Stored items

....

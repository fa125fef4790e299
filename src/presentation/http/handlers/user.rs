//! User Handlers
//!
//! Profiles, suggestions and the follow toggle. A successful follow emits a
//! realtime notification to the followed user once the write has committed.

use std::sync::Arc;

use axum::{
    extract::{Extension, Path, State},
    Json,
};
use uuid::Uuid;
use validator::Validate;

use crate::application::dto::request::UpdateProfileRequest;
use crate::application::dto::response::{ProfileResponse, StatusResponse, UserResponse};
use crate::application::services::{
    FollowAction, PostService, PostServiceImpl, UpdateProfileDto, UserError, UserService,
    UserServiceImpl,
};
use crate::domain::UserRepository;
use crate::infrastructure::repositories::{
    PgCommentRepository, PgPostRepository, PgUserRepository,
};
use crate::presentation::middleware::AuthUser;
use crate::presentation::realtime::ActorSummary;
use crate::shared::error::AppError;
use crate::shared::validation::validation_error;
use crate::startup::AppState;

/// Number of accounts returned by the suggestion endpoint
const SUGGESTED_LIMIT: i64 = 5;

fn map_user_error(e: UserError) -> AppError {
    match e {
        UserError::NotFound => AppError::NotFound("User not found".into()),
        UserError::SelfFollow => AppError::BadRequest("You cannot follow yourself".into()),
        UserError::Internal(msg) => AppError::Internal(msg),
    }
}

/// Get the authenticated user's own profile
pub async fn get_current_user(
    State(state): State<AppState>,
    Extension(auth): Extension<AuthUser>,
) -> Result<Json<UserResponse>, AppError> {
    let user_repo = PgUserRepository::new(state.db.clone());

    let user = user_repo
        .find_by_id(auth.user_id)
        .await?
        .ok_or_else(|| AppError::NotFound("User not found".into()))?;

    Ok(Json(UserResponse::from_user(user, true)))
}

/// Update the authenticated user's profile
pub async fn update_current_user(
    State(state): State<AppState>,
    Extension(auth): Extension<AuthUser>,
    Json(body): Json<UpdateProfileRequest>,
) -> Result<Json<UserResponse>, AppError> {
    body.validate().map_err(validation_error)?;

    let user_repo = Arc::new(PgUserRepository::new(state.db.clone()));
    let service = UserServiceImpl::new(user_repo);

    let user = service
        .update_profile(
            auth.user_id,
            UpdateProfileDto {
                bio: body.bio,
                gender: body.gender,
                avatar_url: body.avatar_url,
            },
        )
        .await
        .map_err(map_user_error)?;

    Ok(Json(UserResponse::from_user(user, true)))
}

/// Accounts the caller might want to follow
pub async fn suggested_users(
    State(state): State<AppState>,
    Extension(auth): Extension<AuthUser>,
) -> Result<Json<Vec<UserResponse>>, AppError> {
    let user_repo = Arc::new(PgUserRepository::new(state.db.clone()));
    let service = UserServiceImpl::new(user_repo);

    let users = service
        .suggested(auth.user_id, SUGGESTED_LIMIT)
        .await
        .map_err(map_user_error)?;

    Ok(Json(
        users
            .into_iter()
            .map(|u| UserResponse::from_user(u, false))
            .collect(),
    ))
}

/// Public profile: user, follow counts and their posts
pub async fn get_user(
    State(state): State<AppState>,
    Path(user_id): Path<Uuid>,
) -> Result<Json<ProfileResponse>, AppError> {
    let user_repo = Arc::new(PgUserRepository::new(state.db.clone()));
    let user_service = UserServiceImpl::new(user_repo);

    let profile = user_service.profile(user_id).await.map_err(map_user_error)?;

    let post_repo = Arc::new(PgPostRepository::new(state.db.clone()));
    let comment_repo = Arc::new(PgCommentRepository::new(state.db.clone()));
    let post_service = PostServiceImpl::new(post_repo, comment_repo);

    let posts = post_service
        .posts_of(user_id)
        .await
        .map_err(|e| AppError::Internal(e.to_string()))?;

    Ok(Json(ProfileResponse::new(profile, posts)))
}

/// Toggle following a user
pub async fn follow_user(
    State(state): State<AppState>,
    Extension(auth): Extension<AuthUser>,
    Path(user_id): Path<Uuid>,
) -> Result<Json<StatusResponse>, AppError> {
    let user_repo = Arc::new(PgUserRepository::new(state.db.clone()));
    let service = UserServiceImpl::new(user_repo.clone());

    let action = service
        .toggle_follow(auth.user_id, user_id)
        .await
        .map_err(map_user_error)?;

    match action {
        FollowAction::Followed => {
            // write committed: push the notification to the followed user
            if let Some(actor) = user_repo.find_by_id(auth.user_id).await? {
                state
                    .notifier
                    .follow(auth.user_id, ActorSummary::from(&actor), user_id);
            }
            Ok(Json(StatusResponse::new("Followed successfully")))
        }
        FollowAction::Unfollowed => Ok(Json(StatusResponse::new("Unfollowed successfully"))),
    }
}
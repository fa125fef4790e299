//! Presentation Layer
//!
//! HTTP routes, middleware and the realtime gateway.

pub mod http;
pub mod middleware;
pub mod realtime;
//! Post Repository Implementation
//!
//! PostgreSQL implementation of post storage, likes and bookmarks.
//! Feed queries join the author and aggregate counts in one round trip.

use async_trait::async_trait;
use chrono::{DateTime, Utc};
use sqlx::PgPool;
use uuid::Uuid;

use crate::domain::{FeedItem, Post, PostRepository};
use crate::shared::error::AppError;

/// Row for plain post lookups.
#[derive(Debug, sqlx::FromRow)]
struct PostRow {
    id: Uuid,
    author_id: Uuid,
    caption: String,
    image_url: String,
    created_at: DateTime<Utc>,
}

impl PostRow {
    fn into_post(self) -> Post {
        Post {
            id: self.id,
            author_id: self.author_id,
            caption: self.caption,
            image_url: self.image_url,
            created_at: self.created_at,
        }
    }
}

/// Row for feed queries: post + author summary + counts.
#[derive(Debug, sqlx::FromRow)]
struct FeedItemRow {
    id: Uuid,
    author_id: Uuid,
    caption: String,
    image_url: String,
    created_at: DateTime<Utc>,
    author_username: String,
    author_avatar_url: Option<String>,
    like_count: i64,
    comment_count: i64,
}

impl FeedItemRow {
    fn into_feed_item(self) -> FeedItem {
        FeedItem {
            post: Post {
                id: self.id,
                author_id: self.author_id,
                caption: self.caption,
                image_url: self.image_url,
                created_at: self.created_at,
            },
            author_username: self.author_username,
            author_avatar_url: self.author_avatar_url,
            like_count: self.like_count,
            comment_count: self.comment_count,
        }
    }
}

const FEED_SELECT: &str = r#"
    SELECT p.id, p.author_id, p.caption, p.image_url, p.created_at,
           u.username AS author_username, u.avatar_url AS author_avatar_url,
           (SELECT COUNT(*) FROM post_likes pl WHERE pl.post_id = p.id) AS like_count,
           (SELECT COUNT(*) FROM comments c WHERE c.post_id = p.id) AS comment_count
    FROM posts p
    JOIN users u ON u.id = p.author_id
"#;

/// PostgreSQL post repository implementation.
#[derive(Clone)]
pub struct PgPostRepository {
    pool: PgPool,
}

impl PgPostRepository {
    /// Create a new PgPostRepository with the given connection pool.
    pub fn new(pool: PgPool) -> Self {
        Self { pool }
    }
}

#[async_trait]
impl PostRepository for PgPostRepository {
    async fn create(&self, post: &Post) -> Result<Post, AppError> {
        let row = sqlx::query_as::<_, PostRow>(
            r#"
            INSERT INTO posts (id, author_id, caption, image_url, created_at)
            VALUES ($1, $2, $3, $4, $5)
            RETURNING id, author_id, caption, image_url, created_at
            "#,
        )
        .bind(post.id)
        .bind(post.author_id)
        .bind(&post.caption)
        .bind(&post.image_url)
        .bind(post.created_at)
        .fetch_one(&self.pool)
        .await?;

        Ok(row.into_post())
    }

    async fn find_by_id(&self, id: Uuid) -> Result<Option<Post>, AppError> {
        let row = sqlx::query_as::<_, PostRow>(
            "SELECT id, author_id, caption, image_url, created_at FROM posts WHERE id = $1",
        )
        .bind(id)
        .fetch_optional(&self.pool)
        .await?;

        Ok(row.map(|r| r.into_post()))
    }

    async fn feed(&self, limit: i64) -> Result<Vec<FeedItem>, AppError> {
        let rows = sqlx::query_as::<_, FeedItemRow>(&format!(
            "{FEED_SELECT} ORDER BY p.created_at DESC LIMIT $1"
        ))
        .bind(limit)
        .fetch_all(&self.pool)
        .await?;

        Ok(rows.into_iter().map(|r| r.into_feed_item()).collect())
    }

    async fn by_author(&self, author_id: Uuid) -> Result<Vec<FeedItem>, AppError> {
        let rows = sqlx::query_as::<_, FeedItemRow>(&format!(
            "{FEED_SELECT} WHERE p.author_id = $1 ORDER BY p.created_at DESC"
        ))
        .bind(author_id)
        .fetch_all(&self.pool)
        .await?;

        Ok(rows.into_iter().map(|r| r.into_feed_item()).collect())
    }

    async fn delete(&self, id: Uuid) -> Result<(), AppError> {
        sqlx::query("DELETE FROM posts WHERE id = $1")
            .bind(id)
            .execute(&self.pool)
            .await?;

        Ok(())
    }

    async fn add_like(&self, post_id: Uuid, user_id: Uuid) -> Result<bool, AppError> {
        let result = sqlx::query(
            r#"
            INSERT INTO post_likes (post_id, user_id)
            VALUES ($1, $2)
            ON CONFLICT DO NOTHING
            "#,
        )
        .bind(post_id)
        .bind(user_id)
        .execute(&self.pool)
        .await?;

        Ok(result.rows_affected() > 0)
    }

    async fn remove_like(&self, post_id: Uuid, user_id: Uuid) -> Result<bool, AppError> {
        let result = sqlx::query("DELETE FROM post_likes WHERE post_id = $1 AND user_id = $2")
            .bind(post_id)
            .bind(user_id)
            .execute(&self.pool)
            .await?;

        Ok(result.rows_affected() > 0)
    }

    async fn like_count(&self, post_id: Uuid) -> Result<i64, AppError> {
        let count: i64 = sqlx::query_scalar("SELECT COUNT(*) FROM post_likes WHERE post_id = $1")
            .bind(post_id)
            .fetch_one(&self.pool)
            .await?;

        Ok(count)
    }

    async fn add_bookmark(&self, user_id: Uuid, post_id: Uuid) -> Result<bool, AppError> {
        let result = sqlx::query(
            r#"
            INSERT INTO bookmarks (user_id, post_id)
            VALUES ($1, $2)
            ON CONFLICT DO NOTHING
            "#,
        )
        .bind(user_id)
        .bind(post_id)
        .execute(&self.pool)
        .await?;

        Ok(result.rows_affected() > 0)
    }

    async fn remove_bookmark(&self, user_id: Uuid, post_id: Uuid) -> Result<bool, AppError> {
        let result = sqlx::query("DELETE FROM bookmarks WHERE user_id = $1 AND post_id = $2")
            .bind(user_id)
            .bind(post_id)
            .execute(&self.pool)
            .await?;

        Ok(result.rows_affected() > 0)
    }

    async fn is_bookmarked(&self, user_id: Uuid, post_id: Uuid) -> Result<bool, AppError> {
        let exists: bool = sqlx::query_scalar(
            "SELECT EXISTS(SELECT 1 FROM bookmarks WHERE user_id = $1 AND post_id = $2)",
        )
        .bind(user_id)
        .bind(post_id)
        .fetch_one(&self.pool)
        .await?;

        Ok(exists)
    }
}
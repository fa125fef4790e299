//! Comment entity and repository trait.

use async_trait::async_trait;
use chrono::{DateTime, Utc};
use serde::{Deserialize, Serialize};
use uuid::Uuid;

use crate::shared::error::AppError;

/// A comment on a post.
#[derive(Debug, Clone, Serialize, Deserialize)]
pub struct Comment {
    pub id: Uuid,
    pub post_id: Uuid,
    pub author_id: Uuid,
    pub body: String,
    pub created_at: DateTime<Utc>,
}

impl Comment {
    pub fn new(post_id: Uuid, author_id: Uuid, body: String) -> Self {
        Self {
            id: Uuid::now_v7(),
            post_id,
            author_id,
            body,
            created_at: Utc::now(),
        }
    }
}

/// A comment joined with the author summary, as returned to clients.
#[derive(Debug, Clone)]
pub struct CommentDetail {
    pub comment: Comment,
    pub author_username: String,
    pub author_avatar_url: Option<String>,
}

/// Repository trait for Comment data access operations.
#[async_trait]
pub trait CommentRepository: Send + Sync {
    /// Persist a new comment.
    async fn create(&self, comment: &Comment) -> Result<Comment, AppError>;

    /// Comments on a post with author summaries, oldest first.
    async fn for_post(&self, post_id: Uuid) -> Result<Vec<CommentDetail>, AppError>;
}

....

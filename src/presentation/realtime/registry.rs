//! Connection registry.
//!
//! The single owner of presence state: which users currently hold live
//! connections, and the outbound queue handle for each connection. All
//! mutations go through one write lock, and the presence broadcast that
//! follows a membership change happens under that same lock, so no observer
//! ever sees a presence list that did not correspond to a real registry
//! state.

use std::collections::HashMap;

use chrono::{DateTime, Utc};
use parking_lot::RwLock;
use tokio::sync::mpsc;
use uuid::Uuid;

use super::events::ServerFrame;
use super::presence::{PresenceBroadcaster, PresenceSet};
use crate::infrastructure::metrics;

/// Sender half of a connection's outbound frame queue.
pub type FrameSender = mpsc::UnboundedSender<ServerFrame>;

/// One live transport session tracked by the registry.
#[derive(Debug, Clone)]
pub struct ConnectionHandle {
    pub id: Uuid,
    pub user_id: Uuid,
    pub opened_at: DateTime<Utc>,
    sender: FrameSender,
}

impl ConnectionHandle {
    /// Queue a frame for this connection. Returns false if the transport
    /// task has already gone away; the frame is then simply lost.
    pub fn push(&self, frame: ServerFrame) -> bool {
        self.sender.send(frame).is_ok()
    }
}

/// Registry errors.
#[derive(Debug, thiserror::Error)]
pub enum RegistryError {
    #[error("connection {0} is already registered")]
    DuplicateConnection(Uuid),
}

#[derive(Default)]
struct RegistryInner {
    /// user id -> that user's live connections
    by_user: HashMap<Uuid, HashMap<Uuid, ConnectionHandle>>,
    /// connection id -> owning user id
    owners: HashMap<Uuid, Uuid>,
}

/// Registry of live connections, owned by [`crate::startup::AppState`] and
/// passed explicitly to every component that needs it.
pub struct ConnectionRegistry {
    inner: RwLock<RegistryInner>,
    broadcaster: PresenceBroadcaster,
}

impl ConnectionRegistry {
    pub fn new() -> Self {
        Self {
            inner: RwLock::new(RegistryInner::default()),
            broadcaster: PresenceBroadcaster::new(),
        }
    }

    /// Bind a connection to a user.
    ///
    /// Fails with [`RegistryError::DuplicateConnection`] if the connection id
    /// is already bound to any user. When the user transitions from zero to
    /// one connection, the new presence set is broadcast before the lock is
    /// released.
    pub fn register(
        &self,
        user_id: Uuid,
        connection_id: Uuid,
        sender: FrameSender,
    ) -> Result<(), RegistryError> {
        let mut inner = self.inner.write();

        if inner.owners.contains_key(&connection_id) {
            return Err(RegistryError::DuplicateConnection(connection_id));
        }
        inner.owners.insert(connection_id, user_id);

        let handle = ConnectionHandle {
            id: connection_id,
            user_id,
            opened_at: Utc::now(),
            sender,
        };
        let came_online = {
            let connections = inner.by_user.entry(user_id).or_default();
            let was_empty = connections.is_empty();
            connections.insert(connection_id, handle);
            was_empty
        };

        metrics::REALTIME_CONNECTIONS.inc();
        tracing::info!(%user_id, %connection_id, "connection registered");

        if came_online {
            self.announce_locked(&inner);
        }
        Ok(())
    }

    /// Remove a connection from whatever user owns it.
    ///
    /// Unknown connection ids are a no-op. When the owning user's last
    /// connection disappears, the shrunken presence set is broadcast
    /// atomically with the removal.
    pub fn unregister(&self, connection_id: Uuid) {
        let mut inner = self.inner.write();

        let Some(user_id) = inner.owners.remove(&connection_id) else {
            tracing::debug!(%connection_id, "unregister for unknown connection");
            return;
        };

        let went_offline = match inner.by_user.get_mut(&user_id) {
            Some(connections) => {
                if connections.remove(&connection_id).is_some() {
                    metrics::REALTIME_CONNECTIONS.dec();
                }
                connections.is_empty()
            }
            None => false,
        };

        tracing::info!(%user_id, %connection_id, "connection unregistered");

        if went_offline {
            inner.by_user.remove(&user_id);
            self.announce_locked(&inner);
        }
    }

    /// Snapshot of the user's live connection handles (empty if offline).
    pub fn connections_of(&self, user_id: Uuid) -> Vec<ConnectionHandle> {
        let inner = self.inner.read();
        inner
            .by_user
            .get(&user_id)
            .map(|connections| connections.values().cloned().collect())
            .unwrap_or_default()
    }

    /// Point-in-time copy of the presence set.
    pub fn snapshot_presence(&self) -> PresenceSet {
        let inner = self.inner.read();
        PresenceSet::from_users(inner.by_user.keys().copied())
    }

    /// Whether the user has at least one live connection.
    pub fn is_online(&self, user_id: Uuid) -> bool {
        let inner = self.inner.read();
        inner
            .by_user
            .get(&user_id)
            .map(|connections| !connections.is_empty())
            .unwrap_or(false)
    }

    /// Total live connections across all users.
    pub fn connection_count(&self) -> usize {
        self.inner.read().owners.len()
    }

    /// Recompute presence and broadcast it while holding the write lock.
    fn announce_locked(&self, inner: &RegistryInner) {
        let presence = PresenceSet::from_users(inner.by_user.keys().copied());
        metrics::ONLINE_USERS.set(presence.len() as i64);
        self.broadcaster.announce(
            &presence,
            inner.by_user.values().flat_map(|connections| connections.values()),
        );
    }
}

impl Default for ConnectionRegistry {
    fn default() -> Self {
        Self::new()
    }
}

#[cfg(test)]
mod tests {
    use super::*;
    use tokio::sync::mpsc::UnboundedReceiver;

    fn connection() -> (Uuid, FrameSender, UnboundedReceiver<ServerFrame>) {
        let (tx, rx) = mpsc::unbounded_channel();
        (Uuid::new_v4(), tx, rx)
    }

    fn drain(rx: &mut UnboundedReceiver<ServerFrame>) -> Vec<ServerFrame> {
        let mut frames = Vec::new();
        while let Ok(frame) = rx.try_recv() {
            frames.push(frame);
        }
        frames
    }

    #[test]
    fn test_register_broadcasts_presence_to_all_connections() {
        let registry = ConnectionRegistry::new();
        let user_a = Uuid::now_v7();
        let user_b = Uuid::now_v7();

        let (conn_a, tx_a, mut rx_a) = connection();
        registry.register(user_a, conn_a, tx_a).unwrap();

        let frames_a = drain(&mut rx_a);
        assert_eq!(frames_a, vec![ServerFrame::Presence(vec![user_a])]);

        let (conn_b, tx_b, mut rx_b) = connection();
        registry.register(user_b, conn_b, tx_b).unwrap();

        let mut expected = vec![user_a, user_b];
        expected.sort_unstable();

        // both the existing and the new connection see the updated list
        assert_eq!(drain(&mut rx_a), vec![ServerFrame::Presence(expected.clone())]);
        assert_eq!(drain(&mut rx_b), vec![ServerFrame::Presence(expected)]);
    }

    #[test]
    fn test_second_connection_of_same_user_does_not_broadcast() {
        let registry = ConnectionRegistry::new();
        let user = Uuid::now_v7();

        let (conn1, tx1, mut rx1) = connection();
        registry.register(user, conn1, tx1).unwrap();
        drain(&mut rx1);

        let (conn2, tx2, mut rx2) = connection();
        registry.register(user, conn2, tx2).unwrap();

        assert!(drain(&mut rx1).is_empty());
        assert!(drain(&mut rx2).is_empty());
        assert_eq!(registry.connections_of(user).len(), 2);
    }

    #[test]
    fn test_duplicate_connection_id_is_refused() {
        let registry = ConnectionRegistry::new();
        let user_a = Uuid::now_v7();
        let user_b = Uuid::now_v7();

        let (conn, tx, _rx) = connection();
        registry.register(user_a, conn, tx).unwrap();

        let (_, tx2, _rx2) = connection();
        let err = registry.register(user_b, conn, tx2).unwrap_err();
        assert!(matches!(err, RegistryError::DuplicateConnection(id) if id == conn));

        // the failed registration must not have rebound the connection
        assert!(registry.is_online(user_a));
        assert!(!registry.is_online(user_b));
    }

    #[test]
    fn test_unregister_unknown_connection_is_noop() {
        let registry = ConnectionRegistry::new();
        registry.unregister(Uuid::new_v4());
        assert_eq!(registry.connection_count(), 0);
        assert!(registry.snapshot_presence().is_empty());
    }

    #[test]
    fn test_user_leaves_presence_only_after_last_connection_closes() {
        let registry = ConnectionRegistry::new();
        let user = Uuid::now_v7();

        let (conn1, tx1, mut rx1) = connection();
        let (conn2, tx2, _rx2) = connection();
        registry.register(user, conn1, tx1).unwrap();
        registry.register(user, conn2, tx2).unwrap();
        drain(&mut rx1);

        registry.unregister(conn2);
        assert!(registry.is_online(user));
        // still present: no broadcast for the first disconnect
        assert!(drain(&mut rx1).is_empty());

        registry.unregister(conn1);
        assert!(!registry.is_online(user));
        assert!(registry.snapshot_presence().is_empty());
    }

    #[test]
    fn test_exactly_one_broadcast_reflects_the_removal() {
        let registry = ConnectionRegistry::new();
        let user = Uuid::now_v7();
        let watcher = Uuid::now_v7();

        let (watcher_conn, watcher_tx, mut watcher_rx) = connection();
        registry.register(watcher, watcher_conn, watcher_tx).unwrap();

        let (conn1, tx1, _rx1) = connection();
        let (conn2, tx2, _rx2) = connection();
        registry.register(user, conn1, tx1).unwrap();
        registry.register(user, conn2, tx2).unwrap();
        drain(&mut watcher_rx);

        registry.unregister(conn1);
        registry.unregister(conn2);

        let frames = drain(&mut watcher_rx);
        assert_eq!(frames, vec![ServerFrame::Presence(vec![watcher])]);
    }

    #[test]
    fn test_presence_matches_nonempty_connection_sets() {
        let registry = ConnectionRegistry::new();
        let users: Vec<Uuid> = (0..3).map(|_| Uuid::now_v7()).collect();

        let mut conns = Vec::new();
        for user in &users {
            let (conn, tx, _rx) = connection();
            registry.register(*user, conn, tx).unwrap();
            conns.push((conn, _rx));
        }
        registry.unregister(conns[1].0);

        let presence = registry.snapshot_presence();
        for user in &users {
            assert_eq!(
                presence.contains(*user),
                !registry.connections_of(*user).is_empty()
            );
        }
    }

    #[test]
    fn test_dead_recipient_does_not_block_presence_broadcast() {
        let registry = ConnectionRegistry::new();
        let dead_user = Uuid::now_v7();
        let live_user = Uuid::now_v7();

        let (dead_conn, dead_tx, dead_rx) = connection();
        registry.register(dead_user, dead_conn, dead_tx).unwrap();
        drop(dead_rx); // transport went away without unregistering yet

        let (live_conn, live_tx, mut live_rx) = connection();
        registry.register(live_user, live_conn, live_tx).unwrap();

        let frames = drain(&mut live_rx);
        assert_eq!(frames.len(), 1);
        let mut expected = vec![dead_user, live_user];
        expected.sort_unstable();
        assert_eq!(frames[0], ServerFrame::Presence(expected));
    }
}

....

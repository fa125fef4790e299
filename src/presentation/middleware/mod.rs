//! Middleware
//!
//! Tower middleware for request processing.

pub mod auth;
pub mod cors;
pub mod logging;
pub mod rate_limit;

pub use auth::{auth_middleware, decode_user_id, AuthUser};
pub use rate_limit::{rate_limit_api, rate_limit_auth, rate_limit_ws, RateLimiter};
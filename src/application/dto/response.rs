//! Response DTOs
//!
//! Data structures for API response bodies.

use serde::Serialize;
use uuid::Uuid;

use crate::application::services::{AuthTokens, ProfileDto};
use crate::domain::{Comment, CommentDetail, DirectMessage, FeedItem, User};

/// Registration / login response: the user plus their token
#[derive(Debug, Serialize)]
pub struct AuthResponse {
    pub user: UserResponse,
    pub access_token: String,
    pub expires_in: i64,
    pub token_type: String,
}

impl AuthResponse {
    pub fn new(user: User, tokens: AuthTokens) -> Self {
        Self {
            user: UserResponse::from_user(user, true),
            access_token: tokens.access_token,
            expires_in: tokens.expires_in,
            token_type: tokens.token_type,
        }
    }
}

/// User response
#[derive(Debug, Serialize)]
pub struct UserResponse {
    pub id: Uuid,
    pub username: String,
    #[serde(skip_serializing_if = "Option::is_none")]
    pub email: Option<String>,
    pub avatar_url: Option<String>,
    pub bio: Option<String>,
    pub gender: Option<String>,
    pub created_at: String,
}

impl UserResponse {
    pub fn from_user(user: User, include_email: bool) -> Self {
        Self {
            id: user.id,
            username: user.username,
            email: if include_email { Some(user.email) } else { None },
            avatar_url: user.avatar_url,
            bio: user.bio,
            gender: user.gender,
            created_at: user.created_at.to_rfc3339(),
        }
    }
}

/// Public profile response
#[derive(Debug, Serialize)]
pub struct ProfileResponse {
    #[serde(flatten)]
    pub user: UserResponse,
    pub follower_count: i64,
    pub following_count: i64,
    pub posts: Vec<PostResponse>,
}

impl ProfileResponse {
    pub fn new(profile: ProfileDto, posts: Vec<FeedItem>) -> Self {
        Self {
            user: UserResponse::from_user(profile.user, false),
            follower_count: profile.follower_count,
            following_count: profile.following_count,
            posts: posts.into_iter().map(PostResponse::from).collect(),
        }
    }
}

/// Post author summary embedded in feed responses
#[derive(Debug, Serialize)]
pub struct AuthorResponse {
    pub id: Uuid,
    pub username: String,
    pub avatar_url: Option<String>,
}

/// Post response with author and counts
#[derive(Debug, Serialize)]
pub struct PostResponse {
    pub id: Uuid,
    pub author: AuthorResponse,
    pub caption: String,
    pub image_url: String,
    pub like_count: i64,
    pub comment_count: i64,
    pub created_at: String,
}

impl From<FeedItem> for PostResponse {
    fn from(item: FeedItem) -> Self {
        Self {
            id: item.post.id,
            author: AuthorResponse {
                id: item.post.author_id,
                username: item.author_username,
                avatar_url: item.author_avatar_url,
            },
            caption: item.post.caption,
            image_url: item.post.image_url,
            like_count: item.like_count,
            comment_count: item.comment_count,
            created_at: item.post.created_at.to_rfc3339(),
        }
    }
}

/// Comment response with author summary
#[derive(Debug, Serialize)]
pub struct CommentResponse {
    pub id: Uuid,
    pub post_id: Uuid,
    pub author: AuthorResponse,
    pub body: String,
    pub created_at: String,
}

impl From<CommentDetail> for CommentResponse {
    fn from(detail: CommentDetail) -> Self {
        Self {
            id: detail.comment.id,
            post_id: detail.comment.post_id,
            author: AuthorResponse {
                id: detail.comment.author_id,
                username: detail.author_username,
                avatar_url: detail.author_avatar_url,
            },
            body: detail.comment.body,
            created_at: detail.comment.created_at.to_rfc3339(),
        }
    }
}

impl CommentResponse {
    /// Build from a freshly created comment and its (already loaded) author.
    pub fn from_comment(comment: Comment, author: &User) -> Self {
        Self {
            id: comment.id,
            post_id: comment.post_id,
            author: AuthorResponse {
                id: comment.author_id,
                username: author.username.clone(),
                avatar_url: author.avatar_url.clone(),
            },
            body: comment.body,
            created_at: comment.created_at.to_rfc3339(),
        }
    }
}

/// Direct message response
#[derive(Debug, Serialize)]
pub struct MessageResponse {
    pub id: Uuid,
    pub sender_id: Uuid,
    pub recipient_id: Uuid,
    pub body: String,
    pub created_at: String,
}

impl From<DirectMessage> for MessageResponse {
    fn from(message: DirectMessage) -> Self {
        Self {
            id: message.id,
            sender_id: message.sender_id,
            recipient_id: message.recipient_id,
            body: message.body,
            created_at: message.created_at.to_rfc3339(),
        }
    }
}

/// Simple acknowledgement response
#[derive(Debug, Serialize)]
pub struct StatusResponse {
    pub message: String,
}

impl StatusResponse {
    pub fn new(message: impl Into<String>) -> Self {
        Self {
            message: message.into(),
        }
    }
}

....

- [EXERCISE DESCRIPTION]:
Every line above that holds "Internal" counts once; state the total and nothing else.

- [SOLUTION TO THIS EXERCISE]:
2